# Old Sandusky bay bridge



## fishing buddy (Jun 17, 2012)

Anyone been cat fishing that area thhe last few days?


----------



## cattin15 (May 3, 2010)

Went saturday. It was slow. Only 3 channels and 3 huge sheepshead. Not worth fishing right now IMO

Outdoor Hub mobile, the outdoor information engine


----------



## KristenD (May 19, 2012)

I was there last weekend....was set up on the side facing the new bridge for an hour and didn't catch a thing...couldn't get to the other side until someone left. When they left the bf and I set up caught a few sheephead and then was soon overtaken by 3 sets of people basically fishing right on top of us...it was extremly frustrating. They were entangling lines...I thought it was extremely rude! Next time I wont be so nice...


----------



## Fishin Dan (Jun 23, 2012)

Went up last Saturday with grandson and his girlfriend. We sat near the end of the Marblehead side facing the rail road bridge, just out of the worst of the wind and just out of the river stream.
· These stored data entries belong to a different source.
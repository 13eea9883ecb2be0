use std::io;
use thiserror::Error;

pub type Result<T> = std::result::Result<T, EpubError>;

/// Epub相关的错误类型
///
/// 注意：结构解析层的错误（container.xml、OPF、导航文档）不会穿透到
/// 调用方，它们在各自的组件内被吸收为空值/默认值。真正会向用户报告的
/// 只有`NoContent`和pandoc相关的错误。
#[derive(Error, Debug)]
pub enum EpubError {
    #[error("IO错误: {0}")]
    Io(#[from] io::Error),

    #[error("Zip文件错误: {0}")]
    Zip(#[from] zip::result::ZipError),

    #[error("XML解析错误: {0}")]
    XmlError(#[from] quick_xml::Error),

    #[error("配置文件错误: {0}")]
    ConfigError(String),

    #[error("没有找到目录或书脊，无法提取任何章节")]
    NoContent,

    #[error("未找到pandoc: {0}")]
    PandocNotFound(String),

    #[error("pandoc转换失败: {0}")]
    PandocFailed(String),
}
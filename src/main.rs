use std::path::{Path, PathBuf};
use std::process::ExitCode;

use clap::Parser;
use epub2md::convert::DEFAULT_CONFIG_PATH;
use epub2md::{ConvertConfig, Converter, Result};

/// 📚 epub2md - EPUB转Markdown工具
#[derive(Parser)]
#[command(name = "epub2md")]
#[command(about = "把EPUB电子书转换为按章节切分的Markdown文件")]
#[command(version)]
struct Args {
    /// EPUB文件路径
    #[arg(help = "要转换的EPUB文件路径")]
    epub_file: String,

    /// 输出目录(缺省为EPUB文件名去掉扩展名)
    #[arg(help = "Markdown输出目录")]
    outdir: Option<String>,

    /// 配置文件路径
    #[arg(short, long, help = "YAML配置文件路径(缺省读取当前目录的epub2md.yaml)")]
    config: Option<String>,

    /// 生成默认配置文件
    #[arg(long, help = "在当前目录生成默认配置文件epub2md.yaml后退出")]
    generate_config: bool,
}

fn main() -> ExitCode {
    let args = Args::parse();

    if args.generate_config {
        return match ConvertConfig::generate_default_config() {
            Ok(()) => {
                println!("📝 已生成默认配置文件: {}", DEFAULT_CONFIG_PATH);
                ExitCode::SUCCESS
            }
            Err(e) => {
                eprintln!("❌ 错误: {}", e);
                ExitCode::FAILURE
            }
        };
    }

    let epub_path = PathBuf::from(&args.epub_file);
    if !epub_path.exists() {
        eprintln!("❌ 错误: 找不到文件 {}", args.epub_file);
        return ExitCode::FAILURE;
    }

    let outdir = args
        .outdir
        .map(PathBuf::from)
        .unwrap_or_else(|| default_outdir(&epub_path));

    println!("📚 正在转换: {}", epub_path.display());

    match run(&epub_path, &outdir, args.config.as_deref()) {
        Ok(()) => ExitCode::SUCCESS,
        Err(e) => {
            eprintln!("❌ 错误: {}", e);
            ExitCode::FAILURE
        }
    }
}

fn run(epub_path: &Path, outdir: &Path, config_path: Option<&str>) -> Result<()> {
    let config = load_config(config_path)?;
    let report = Converter::new(config).convert(epub_path, outdir)?;

    println!(
        "\n🎉 完成！{} 章 → {}/",
        report.converted,
        report.outdir.display()
    );
    if !report.failures.is_empty() {
        println!("⚠️  {} 章转换失败", report.failures.len());
    }
    if report.images > 0 {
        println!("🖼️  {} 张图片 → {}/images/", report.images, report.outdir.display());
    }
    Ok(())
}

/// 加载转换配置
///
/// 显式指定的配置文件必须可读；未指定时尝试当前目录的默认配置，
/// 不存在就使用内置默认值。
fn load_config(config_path: Option<&str>) -> Result<ConvertConfig> {
    match config_path {
        Some(path) => ConvertConfig::from_file(path),
        None => {
            if Path::new(DEFAULT_CONFIG_PATH).exists() {
                ConvertConfig::from_file(DEFAULT_CONFIG_PATH)
            } else {
                Ok(ConvertConfig::default())
            }
        }
    }
}

/// 缺省输出目录：EPUB文件名去掉扩展名
fn default_outdir(epub_path: &Path) -> PathBuf {
    epub_path
        .file_stem()
        .map(PathBuf::from)
        .unwrap_or_else(|| PathBuf::from("epub2md-out"))
}
//! Knot vector utilities for NURBS evaluation and control-net growth.

/// Find the knot span index for parameter `t`.
///
/// Returns `i` such that `knots[i] <= t < knots[i+1]`, clamping queries at
/// or beyond the upper domain bound into the last valid span.
///
/// # Arguments
/// * `degree` - Degree of the basis
/// * `knots` - The knot vector
/// * `n` - Number of control points minus 1
/// * `t` - Parameter value
pub fn find_span(degree: usize, knots: &[f64], n: usize, t: f64) -> usize {
    if t >= knots[n + 1] {
        return n;
    }
    if t <= knots[degree] {
        return degree;
    }

    let mut low = degree;
    let mut high = n + 1;
    let mut mid = (low + high) / 2;

    while t < knots[mid] || t >= knots[mid + 1] {
        if t < knots[mid] {
            high = mid;
        } else {
            low = mid;
        }
        mid = (low + high) / 2;
    }

    mid
}

/// Compute the `degree + 1` non-vanishing basis function values at `t`
/// via the Cox-de Boor triangular recurrence.
pub fn basis_functions(degree: usize, knots: &[f64], span: usize, t: f64) -> Vec<f64> {
    let mut n = vec![0.0; degree + 1];
    let mut left = vec![0.0; degree + 1];
    let mut right = vec![0.0; degree + 1];

    n[0] = 1.0;

    for j in 1..=degree {
        left[j] = t - knots[span + 1 - j];
        right[j] = knots[span + j] - t;
        let mut saved = 0.0;

        for r in 0..j {
            let temp = n[r] / (right[r + 1] + left[j - r]);
            n[r] = saved + right[r + 1] * temp;
            saved = left[j - r] * temp;
        }

        n[j] = saved;
    }

    n
}

/// Open uniform clamped knot vector on [0, 1] for `n_ctrl` control points.
///
/// `degree + 1` repeated knots at each end, interior knots evenly spaced.
pub fn open_uniform_knots(degree: usize, n_ctrl: usize) -> Vec<f64> {
    debug_assert!(n_ctrl > degree, "need at least degree+1 control points");
    let m = n_ctrl + degree + 1;
    let mut knots = vec![0.0; m];

    for i in 0..=degree {
        knots[m - 1 - i] = 1.0;
    }

    let n_interior = n_ctrl - degree - 1;
    for i in 1..=n_interior {
        knots[degree + i] = i as f64 / (n_interior + 1) as f64;
    }

    knots
}

/// Averaged knot vector for global interpolation.
///
/// Interior knot `j + degree` is the mean of `degree` consecutive parameter
/// values starting at `params[j]`; both ends carry `degree + 1` repeats of
/// 0 and 1 (the parameter vector is assumed normalized to [0, 1]).
pub fn averaged_knots(params: &[f64], degree: usize) -> Vec<f64> {
    let n = params.len();
    debug_assert!(n > degree);
    let mut knots = vec![0.0; n + degree + 1];

    for i in 0..=degree {
        knots[n + i] = 1.0;
    }
    for j in 1..n - degree {
        knots[j + degree] = params[j..j + degree].iter().sum::<f64>() / degree as f64;
    }

    knots
}

/// Insert one interior knot while keeping the vector normalized to [0, 1].
///
/// Existing interior knots are rescaled toward zero and the new knot lands
/// just before the trailing clamp, so an open uniform vector stays open
/// uniform and an averaged vector keeps its interior proportions. The knot
/// vector must already be a valid clamped vector (length `n + degree + 1`
/// with `degree + 1` repeats at each end).
pub fn insert_normalized_knot(knots: &mut Vec<f64>, degree: usize) {
    let len = knots.len();
    debug_assert!(len >= 2 * (degree + 1));
    let interior = len - 2 * (degree + 1);
    let scale = (interior as f64 + 1.0) / (interior as f64 + 2.0);

    for k in &mut knots[degree + 1..len - degree - 1] {
        *k *= scale;
    }
    knots.insert(len - degree - 1, scale);
}
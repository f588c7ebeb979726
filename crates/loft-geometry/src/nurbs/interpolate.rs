//! Global surface interpolation from a sampled point grid.
//!
//! Chord-length parameterizations are averaged per direction, knot vectors
//! are generated by parameter averaging, and control points are recovered by
//! two passes of banded linear solves (one per iso-parameter curve family).

use loft_core::{LoftError, Result};
use loft_math::{Point3, WPoint};
use nalgebra::DMatrix;

use super::knot::{averaged_knots, basis_functions, find_span};
use super::{ControlNet, NurbsSurface};

/// Chord-length parameterization of a polyline, normalized to [0, 1].
///
/// Degenerate polylines (total chord length ~ 0) fall back to uniform
/// spacing so the interpolation system stays nonsingular.
fn chord_length_params(points: &[Point3]) -> Vec<f64> {
    let k = points.len();
    debug_assert!(k >= 2);

    let mut lengths = Vec::with_capacity(k - 1);
    let mut total = 0.0;
    for pair in points.windows(2) {
        let d = pair[0].distance(pair[1]);
        lengths.push(d);
        total += d;
    }

    if total <= 1e-12 {
        return (0..k).map(|i| i as f64 / (k - 1) as f64).collect();
    }

    let mut params = Vec::with_capacity(k);
    params.push(0.0);
    let mut acc = 0.0;
    for d in &lengths[..k - 2] {
        acc += d;
        params.push(acc / total);
    }
    params.push(1.0);
    params
}

/// Basis-function collocation matrix: row `r` holds the nonzero basis values
/// at `params[r]`.
fn basis_matrix(params: &[f64], degree: usize, knots: &[f64]) -> DMatrix<f64> {
    let k = params.len();
    let mut mat = DMatrix::zeros(k, k);
    for (r, &t) in params.iter().enumerate() {
        let span = find_span(degree, knots, k - 1, t);
        let basis = basis_functions(degree, knots, span, t);
        for (i, &b) in basis.iter().enumerate() {
            mat[(r, span - degree + i)] = b;
        }
    }
    mat
}

/// Interpolate an `m x n` grid of points with a non-rational surface.
///
/// The returned surface passes through every grid point at the averaged
/// parameter pairs; all weights are 1.
pub fn interpolate_grid(
    degree_u: usize,
    degree_v: usize,
    grid: &[Vec<Point3>],
) -> Result<NurbsSurface> {
    let m = grid.len();
    if m == 0 {
        return Err(LoftError::Construction(
            "interpolation requires a non-empty point grid".into(),
        ));
    }
    let n = grid[0].len();
    if grid.iter().any(|row| row.len() != n) {
        return Err(LoftError::Construction(
            "interpolation grid rows have unequal lengths".into(),
        ));
    }
    if m <= degree_u || n <= degree_v {
        return Err(LoftError::Construction(format!(
            "grid {m}x{n} is too small for degrees ({degree_u}, {degree_v})"
        )));
    }

    let (u_bar, v_bar) = averaged_grid_parameters(grid);
    let knots_u = averaged_knots(&u_bar, degree_u);
    let knots_v = averaged_knots(&v_bar, degree_v);

    // First pass: one solve per column recovers intermediate points R[i][j].
    let lu_u = basis_matrix(&u_bar, degree_u, &knots_u).lu();
    let mut intermediate = vec![vec![Point3::ZERO; n]; m];
    for j in 0..n {
        let mut rhs = DMatrix::zeros(m, 3);
        for i in 0..m {
            rhs[(i, 0)] = grid[i][j].x;
            rhs[(i, 1)] = grid[i][j].y;
            rhs[(i, 2)] = grid[i][j].z;
        }
        let sol = lu_u
            .solve(&rhs)
            .ok_or_else(|| LoftError::Singular("U-direction interpolation system".into()))?;
        for i in 0..m {
            intermediate[i][j] = Point3::new(sol[(i, 0)], sol[(i, 1)], sol[(i, 2)]);
        }
    }

    // Second pass: one solve per row recovers the final control net.
    let lu_v = basis_matrix(&v_bar, degree_v, &knots_v).lu();
    let mut rows = Vec::with_capacity(m);
    for i in 0..m {
        let mut rhs = DMatrix::zeros(n, 3);
        for j in 0..n {
            rhs[(j, 0)] = intermediate[i][j].x;
            rhs[(j, 1)] = intermediate[i][j].y;
            rhs[(j, 2)] = intermediate[i][j].z;
        }
        let sol = lu_v
            .solve(&rhs)
            .ok_or_else(|| LoftError::Singular("V-direction interpolation system".into()))?;
        let row: Vec<WPoint> = (0..n)
            .map(|j| WPoint::unweighted(Point3::new(sol[(j, 0)], sol[(j, 1)], sol[(j, 2)])))
            .collect();
        rows.push(row);
    }

    NurbsSurface::from_net(
        degree_u,
        degree_v,
        ControlNet::from_rows(rows)?,
        knots_u,
        knots_v,
    )
}

/// Parameters a grid interpolation evaluates its data points at.
///
/// Exposed so callers (and tests) can probe the interpolated surface at the
/// exact parameter pairs where it must reproduce the input grid.
pub fn averaged_grid_parameters(grid: &[Vec<Point3>]) -> (Vec<f64>, Vec<f64>) {
    let m = grid.len();
    let n = grid[0].len();

    let mut u_bar = vec![0.0; m];
    for j in 0..n {
        let column: Vec<Point3> = (0..m).map(|i| grid[i][j]).collect();
        for (i, t) in chord_length_params(&column).into_iter().enumerate() {
            u_bar[i] += t;
        }
    }
    for t in &mut u_bar {
        *t /= n as f64;
    }

    let mut v_bar = vec![0.0; n];
    for row in grid {
        for (j, t) in chord_length_params(row).into_iter().enumerate() {
            v_bar[j] += t;
        }
    }
    for t in &mut v_bar {
        *t /= m as f64;
    }

    (u_bar, v_bar)
}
We have had the best luck with shrimp, raw with shells on and # 0/1 or 0/2 bait holder hooks. We stayed form 10 PM until Sunday morning about 8 AM. Action was inconsistant, sometimes more than an hour between bites but we had fun catching 4 or 5 under 5 pounds and 6 or 8 that weighed 8 to 12 pounds, the biggest 14 pounds (yes we weighed them). The cats don't bite hard, just a few taps and they stop, they'll come back and pick up the bait again, sometimes several times until they hold on long enough to set the hook. We were fishing for fun, so all were returned and are awaiting the next angler. Good Luck
Fishin Dan


----------



## cattin15 (May 3, 2010)

KristenD said:


> I was there last weekend....was set up on the side facing the new bridge for an hour and didn't catch a thing...couldn't get to the other side until someone left. When they left the bf and I set up caught a few sheephead and then was soon overtaken by 3 sets of people basically fishing right on top of us...it was extremly frustrating. They were entangling lines...I thought it was extremely rude! Next time I wont be so nice...


The last two times i have been up there the same older man and woman keep casting over all of our rods if were getting anything. I was patient at first but it gets aggravating. Pretty obvious they are doing it on purpose. And the bad thing is were always there first. I dont understand. 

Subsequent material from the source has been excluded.